Problem to work on -
Take the material below and restate it word for word, stopping after the line in which "use crate::model::TaggableType;" occurs.

** Opening Records shown block **

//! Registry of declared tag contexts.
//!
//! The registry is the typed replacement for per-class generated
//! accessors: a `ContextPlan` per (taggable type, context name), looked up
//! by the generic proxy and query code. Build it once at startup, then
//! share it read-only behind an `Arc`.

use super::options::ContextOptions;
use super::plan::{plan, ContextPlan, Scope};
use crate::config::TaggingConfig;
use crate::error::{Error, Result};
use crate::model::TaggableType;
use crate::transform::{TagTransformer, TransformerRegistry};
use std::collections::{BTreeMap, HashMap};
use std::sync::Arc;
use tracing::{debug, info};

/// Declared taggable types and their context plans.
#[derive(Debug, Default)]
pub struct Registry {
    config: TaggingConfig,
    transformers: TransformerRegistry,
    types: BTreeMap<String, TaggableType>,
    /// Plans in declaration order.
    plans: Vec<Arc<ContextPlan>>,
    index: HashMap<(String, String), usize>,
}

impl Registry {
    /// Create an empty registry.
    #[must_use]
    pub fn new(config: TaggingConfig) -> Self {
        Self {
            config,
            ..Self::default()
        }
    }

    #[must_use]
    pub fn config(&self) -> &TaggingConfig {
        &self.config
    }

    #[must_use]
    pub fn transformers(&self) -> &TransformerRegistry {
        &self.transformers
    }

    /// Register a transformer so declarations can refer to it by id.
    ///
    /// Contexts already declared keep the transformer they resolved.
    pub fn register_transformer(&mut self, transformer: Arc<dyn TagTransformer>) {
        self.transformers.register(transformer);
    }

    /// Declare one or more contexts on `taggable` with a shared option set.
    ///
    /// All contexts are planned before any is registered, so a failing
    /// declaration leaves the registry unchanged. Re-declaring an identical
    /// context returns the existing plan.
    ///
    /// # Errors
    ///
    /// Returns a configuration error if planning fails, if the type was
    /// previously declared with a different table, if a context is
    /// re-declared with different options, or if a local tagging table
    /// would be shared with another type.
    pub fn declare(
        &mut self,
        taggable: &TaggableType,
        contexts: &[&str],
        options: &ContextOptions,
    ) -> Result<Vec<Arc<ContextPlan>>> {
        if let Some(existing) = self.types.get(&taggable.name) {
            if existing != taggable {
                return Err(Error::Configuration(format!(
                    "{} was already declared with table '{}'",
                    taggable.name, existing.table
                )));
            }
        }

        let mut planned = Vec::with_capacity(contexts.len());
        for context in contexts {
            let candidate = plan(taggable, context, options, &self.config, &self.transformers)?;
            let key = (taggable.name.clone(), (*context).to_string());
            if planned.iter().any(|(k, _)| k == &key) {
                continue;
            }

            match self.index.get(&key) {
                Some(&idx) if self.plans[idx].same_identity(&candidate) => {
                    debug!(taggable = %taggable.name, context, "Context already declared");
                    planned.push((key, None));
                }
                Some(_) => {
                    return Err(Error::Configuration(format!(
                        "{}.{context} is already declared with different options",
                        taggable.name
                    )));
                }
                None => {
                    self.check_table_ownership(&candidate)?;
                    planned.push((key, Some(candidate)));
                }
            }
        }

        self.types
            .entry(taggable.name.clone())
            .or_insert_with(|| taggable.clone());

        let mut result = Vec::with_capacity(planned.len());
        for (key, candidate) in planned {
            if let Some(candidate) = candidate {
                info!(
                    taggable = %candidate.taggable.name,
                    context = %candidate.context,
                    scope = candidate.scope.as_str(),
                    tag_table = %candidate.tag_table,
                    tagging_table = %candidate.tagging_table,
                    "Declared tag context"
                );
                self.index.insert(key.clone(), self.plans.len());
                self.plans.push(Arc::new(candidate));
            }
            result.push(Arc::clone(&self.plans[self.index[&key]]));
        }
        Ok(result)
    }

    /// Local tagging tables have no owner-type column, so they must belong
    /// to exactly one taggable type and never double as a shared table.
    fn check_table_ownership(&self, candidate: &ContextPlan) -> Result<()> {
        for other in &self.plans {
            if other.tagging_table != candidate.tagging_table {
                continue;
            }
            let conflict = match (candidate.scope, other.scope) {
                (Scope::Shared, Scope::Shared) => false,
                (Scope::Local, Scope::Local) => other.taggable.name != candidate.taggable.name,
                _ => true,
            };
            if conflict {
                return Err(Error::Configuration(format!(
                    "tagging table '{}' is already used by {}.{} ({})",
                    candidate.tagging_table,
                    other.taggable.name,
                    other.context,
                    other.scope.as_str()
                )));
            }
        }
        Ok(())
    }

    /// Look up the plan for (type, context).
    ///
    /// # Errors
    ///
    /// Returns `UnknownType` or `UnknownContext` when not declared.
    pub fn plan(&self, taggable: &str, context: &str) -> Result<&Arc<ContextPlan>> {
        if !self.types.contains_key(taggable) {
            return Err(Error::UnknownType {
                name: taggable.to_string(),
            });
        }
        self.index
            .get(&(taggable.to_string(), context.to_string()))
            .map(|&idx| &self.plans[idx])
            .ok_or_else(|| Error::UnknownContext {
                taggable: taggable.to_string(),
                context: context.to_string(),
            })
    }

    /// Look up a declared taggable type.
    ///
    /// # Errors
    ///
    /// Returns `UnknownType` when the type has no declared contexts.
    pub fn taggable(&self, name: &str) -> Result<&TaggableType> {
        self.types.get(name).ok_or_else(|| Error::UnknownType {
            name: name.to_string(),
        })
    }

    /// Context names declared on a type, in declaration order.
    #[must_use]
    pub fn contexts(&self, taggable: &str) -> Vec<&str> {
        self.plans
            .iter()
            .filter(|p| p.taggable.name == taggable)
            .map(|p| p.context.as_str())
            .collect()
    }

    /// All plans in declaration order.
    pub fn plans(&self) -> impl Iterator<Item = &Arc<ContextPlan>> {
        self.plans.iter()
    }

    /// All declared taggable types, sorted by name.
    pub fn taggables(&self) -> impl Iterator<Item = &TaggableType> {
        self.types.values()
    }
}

** Closing Records shown block **

Output for this task -
//! Registry of declared tag contexts.
//!
//! The registry is the typed replacement for per-class generated
//! accessors: a `ContextPlan` per (taggable type, context name), looked up
//! by the generic proxy and query code. Build it once at startup, then
//! share it read-only behind an `Arc`.

use super::options::ContextOptions;
use super::plan::{plan, ContextPlan, Scope};
use crate::config::TaggingConfig;
use crate::error::{Error, Result};
use crate::model::TaggableType;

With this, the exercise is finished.